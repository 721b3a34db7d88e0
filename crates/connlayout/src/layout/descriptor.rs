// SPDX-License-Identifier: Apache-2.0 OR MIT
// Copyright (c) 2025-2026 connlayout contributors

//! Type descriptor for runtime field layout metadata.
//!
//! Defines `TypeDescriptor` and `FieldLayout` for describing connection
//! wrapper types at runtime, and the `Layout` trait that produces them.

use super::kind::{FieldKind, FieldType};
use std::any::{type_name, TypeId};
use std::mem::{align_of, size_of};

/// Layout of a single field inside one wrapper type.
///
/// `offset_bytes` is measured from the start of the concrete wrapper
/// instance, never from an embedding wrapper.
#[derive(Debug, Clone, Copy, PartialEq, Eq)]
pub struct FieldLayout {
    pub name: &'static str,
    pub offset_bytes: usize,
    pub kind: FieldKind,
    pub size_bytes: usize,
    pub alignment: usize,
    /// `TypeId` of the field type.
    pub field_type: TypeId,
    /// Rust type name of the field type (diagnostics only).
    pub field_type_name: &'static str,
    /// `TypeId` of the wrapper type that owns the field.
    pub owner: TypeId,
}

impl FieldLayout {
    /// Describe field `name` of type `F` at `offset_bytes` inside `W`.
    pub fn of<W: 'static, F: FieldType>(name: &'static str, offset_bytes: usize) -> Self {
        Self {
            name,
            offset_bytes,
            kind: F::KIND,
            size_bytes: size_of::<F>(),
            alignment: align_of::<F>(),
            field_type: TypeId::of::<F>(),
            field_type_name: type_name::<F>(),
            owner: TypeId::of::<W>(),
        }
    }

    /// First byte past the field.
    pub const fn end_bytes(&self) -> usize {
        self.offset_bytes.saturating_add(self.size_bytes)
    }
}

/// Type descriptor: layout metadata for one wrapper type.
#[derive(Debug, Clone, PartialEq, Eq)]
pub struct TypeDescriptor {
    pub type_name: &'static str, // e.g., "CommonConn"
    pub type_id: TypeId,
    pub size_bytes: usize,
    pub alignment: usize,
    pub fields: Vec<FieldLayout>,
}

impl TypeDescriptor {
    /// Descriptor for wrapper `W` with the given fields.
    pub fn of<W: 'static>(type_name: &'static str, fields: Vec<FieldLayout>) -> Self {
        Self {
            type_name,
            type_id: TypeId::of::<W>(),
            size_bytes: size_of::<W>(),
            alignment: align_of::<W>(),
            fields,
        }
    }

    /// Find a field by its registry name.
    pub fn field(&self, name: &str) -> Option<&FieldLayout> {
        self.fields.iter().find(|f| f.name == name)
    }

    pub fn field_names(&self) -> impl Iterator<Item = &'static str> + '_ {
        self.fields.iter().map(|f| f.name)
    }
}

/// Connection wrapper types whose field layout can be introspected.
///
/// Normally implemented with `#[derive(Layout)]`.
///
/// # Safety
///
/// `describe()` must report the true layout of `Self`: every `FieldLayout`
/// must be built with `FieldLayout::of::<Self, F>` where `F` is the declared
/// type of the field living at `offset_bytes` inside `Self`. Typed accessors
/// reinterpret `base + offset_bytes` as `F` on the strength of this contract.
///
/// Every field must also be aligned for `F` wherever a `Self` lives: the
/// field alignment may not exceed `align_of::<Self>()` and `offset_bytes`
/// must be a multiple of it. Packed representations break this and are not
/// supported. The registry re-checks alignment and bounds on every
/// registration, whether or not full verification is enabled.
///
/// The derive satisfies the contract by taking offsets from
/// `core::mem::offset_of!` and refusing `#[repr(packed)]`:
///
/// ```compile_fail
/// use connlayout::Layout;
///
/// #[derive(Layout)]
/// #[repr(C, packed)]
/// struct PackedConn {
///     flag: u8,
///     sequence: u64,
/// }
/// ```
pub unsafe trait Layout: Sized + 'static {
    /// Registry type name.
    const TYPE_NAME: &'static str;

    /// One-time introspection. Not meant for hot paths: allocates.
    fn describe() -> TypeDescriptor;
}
==========
Each line of the data above must be restated word for word.

repository 721b3a34db7d88e0
filename crates/connlayout/src/layout/descriptor.rs
// SPDX-License-Identifier: Apache-2.0 OR MIT
// Copyright (c) 2025-2026 connlayout contributors

//! Type descriptor for runtime field layout metadata.
//!
//! Defines `TypeDescriptor` and `FieldLayout` for describing connection
//! wrapper types at runtime, and the `Layout` trait that produces them.

use super::kind::{FieldKind, FieldType};
use std::any::{type_name, TypeId};
use std::mem::{align_of, size_of};

/// Layout of a single field inside one wrapper type.
///
/// `offset_bytes` is measured from the start of the concrete wrapper
/// instance, never from an embedding wrapper.
#[derive(Debug, Clone, Copy, PartialEq, Eq)]
pub struct FieldLayout {
    pub name: &'static str,
    pub offset_bytes: usize,
    pub kind: FieldKind,
    pub size_bytes: usize,
    pub alignment: usize,
    /// `TypeId` of the field type.
    pub field_type: TypeId,
    /// Rust type name of the field type (diagnostics only).
    pub field_type_name: &'static str,
    /// `TypeId` of the wrapper type that owns the field.
    pub owner: TypeId,
}

impl FieldLayout {
    /// Describe field `name` of type `F` at `offset_bytes` inside `W`.
    pub fn of<W: 'static, F: FieldType>(name: &'static str, offset_bytes: usize) -> Self {
        Self {
            name,
            offset_bytes,
            kind: F::KIND,
            size_bytes: size_of::<F>(),
            alignment: align_of::<F>(),
            field_type: TypeId::of::<F>(),
            field_type_name: type_name::<F>(),
            owner: TypeId::of::<W>(),
        }
    }

    /// First byte past the field.
    pub const fn end_bytes(&self) -> usize {
        self.offset_bytes.saturating_add(self.size_bytes)
    }
}

/// Type descriptor: layout metadata for one wrapper type.
#[derive(Debug, Clone, PartialEq, Eq)]
pub struct TypeDescriptor {
    pub type_name: &'static str, // e.g., "CommonConn"
    pub type_id: TypeId,
    pub size_bytes: usize,
    pub alignment: usize,
    pub fields: Vec<FieldLayout>,
}

impl TypeDescriptor {
    /// Descriptor for wrapper `W` with the given fields.
    pub fn of<W: 'static>(type_name: &'static str, fields: Vec<FieldLayout>) -> Self {
        Self {
            type_name,
            type_id: TypeId::of::<W>(),
            size_bytes: size_of::<W>(),
            alignment: align_of::<W>(),
            fields,
        }
    }

    /// Find a field by its registry name.
    pub fn field(&self, name: &str) -> Option<&FieldLayout> {
        self.fields.iter().find(|f| f.name == name)
    }

    pub fn field_names(&self) -> impl Iterator<Item = &'static str> + '_ {
        self.fields.iter().map(|f| f.name)
    }
}

/// Connection wrapper types whose field layout can be introspected.
///
/// Normally implemented with `#[derive(Layout)]`.
///
/// # Safety
///
/// `describe()` must report the true layout of `Self`: every `FieldLayout`
/// must be built with `FieldLayout::of::<Self, F>` where `F` is the declared
/// type of the field living at `offset_bytes` inside `Self`. Typed accessors
/// reinterpret `base + offset_bytes` as `F` on the strength of this contract.
///
/// Every field must also be aligned for `F` wherever a `Self` lives: the
/// field alignment may not exceed `align_of::<Self>()` and `offset_bytes`
/// must be a multiple of it. Packed representations break this and are not
/// supported. The registry re-checks alignment and bounds on every
/// registration, whether or not full verification is enabled.
///
/// The derive satisfies the contract by taking offsets from
/// `core::mem::offset_of!` and refusing `#[repr(packed)]`:
///
/// ```compile_fail
/// use connlayout::Layout;
///
/// #[derive(Layout)]
/// #[repr(C, packed)]
/// struct PackedConn {
///     flag: u8,
///     sequence: u64,
/// }
/// ```
pub unsafe trait Layout: Sized + 'static {
    /// Registry type name.
    const TYPE_NAME: &'static str;

    /// One-time introspection. Not meant for hot paths: allocates.
    fn describe() -> TypeDescriptor;
}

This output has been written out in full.